Final Output: ["abba", "cd"]

Code Implementation

class Solution:
    def removeAnagrams(self, words):
        result = []
        prev_sorted = ""
        for word in words:
            sorted_word = ''.join(sorted(word))
            if not result or sorted_word != prev_sorted:
                result.append(word)
                prev_sorted = sorted_word
        return result
      

class Solution {
public:
    vector<string> removeAnagrams(vector<string>& words) {
        vector<string> result;
        string prev_sorted = "";
        for (const string& word : words) {
            string sorted_word = word;
            sort(sorted_word.begin(), sorted_word.end());
            if (result.empty() || sorted_word != prev_sorted) {
                result.push_back(word);
                prev_sorted = sorted_word;
            }
        }
        return result;
    }
};
      

import java.util.*;
class Solution {
    public List<String> removeAnagrams(String[] words) {
        List<String> result = new ArrayList<>();
        String prevSorted = "";
        for (String word : words) {
            char[] chars = word.toCharArray();
            Arrays.sort(chars);
            String sortedWord = new String(chars);
            if (result.isEmpty() || !sortedWord.equals(prevSorted)) {
                result.add(word);
                prevSorted = sortedWord;
            }
        }
        return result;
    }
}
      

var removeAnagrams = function(words) {
    let result = [];
    let prevSorted = "";
    for (let word of words) {
        let sortedWord = word.split('').sort().join('');
        if (result.length === 0 || sortedWord !== prevSorted) {
            result.push(word);
            prevSorted = sortedWord;
        }
    }
    return result;
};
      

Time and Space Complexity

Brute-force approach:

• For each word, compare with all previous words in the result, sorting each time.
• Time complexity: O(N^2 * L log L), where N is the number of words and L is the average word length.
• Space complexity: O(N * L) for storing the result and intermediate sorted words.

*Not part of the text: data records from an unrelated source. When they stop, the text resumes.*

//! Cache key derivation.
//!
//! A key is `"{cache_name}:{part}|{part}|..."`, or `"{cache_name}:noargs"`
//! when the call has no arguments. Integers and strings contribute their
//! literal text, so `42_i32` and `42_i64` land on the same key. Anything else
//! contributes a hash of its *content*, never of its address.

use std::collections::hash_map::DefaultHasher;
use std::fmt;
use std::hash::{Hash, Hasher};

/// One argument's contribution to a cache key.
#[derive(Clone, Debug, PartialEq, Eq, Hash)]
pub enum KeyArg {
    /// Absent value, rendered as `null`.
    Null,
    /// Integer primitive, rendered as its decimal text.
    Int(i128),
    /// String primitive, rendered verbatim.
    Str(String),
    /// Content hash of a structured value.
    Hashed(u64),
}

impl KeyArg {
    /// Key fragment for a structured value, derived from its `Hash` impl.
    ///
    /// `DefaultHasher::new()` uses fixed SipHash keys, so equal content gives
    /// an equal fragment for the lifetime of the process.
    pub fn hashed<T: Hash + ?Sized>(value: &T) -> Self {
        KeyArg::Hashed(content_hash(value))
    }
}

impl fmt::Display for KeyArg {
    fn fmt(&self, f: &mut fmt::Formatter<'_>) -> fmt::Result {
        match self {
            KeyArg::Null => f.write_str("null"),
            KeyArg::Int(v) => write!(f, "{}", v),
            KeyArg::Str(s) => f.write_str(s),
            KeyArg::Hashed(h) => write!(f, "{}", h),
        }
    }
}

macro_rules! key_arg_from_int {
    ($($t:ty),*) => {
        $(
            impl From<$t> for KeyArg {
                fn from(v: $t) -> Self {
                    KeyArg::Int(v as i128)
                }
            }
        )*
    };
}

key_arg_from_int!(i8, i16, i32, i64, isize, u8, u16, u32, u64, usize);

impl From<&str> for KeyArg {
    fn from(v: &str) -> Self {
        KeyArg::Str(v.to_string())
    }
}

impl From<String> for KeyArg {
    fn from(v: String) -> Self {
        KeyArg::Str(v)
    }
}

impl<T: Into<KeyArg>> From<Option<T>> for KeyArg {
    fn from(v: Option<T>) -> Self {
        v.map_or(KeyArg::Null, Into::into)
    }
}

/// Hash a value's content with the process-stable default hasher.
pub fn content_hash<T: Hash + ?Sized>(value: &T) -> u64 {
    let mut hasher = DefaultHasher::new();
    value.hash(&mut hasher);
    hasher.finish()
}

/// Builder for cache keys.
pub struct CacheKeyBuilder;

impl CacheKeyBuilder {
    /// Build the full cache key for a namespace and an argument list.
    pub fn build(cache_name: &str, args: &[KeyArg]) -> String {
        if args.is_empty() {
            return format!("{}:noargs", cache_name);
        }

        let parts: Vec<String> = args.iter().map(KeyArg::to_string).collect();
        format!("{}:{}", cache_name, parts.join("|"))
    }

    /// Split a key back into its namespace and raw argument section.
    ///
    /// The split happens at the first `:`, so this only round-trips keys
    /// whose cache name contains no `:`. Argument text may contain any
    /// character.
    pub fn parse(key: &str) -> Option<(&str, &str)> {
        key.split_once(':')
    }
}

#[cfg(test)]
mod tests {
    use super::*;

    #[derive(Hash)]
    struct Filter {
        name: String,
        limit: u32,
    }

    #[test]
    fn test_key_without_args() {
        assert_eq!(CacheKeyBuilder::build("user", &[]), "user:noargs");
    }

    #[test]
    fn test_key_with_primitives() {
        let args = [KeyArg::from(42), KeyArg::from("a"), KeyArg::Null];
        assert_eq!(CacheKeyBuilder::build("user", &args), "user:42|a|null");
    }

    #[test]
    fn test_integer_width_does_not_matter() {
        let narrow = CacheKeyBuilder::build("user", &[KeyArg::from(42_i32)]);
        let wide = CacheKeyBuilder::build("user", &[KeyArg::from(42_i64)]);
        let unsigned = CacheKeyBuilder::build("user", &[KeyArg::from(42_u64)]);
        assert_eq!(narrow, wide);
        assert_eq!(wide, unsigned);
    }

    #[test]
    fn test_none_is_null() {
        let arg: KeyArg = Option::<i64>::None.into();
        assert_eq!(arg, KeyArg::Null);
        let arg: KeyArg = Some("x").into();
        assert_eq!(arg, KeyArg::Str("x".to_string()));
    }

    #[test]
    fn test_content_hash_is_structural() {
        let a = Filter {
            name: "active".to_string(),
            limit: 10,
        };
        let b = Filter {
            name: "active".to_string(),
            limit: 10,
        };
        let c = Filter {
            name: "active".to_string(),
            limit: 11,
        };

        assert_eq!(KeyArg::hashed(&a), KeyArg::hashed(&b));
        assert_ne!(KeyArg::hashed(&a), KeyArg::hashed(&c));
    }

    #[test]
    fn test_parse() {
        assert_eq!(
            CacheKeyBuilder::parse("user:42|a"),
            Some(("user", "42|a"))
        );
        assert_eq!(CacheKeyBuilder::parse("nokey"), None);
    }

    #[test]
    fn test_parse_args_with_colons() {
        let key = CacheKeyBuilder::build(
            "session",
            &[KeyArg::from("tenant:acme"), KeyArg::from(3)],
        );
        assert_eq!(
            CacheKeyBuilder::parse(&key),
            Some(("session", "tenant:acme|3"))
        );
    }
}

• We only compare each word with the last word in the result.
• Sorting each word: O(L log L) per word, for N words: O(N * L log L).
• Space complexity: O(N * L) for storing the result array and the sorted forms.

The optimized approach is much more efficient, especially for large input sizes.

Summary

In this problem, we efficiently remove consecutive anagrams from an array of strings by comparing each word's sorted form to that of the last unique word added to our result. This approach ensures only necessary comparisons and leverages sorting for quick anagram detection. The solution is both simple and effective, using fundamental data structures and string processing techniques to achieve optimal performance.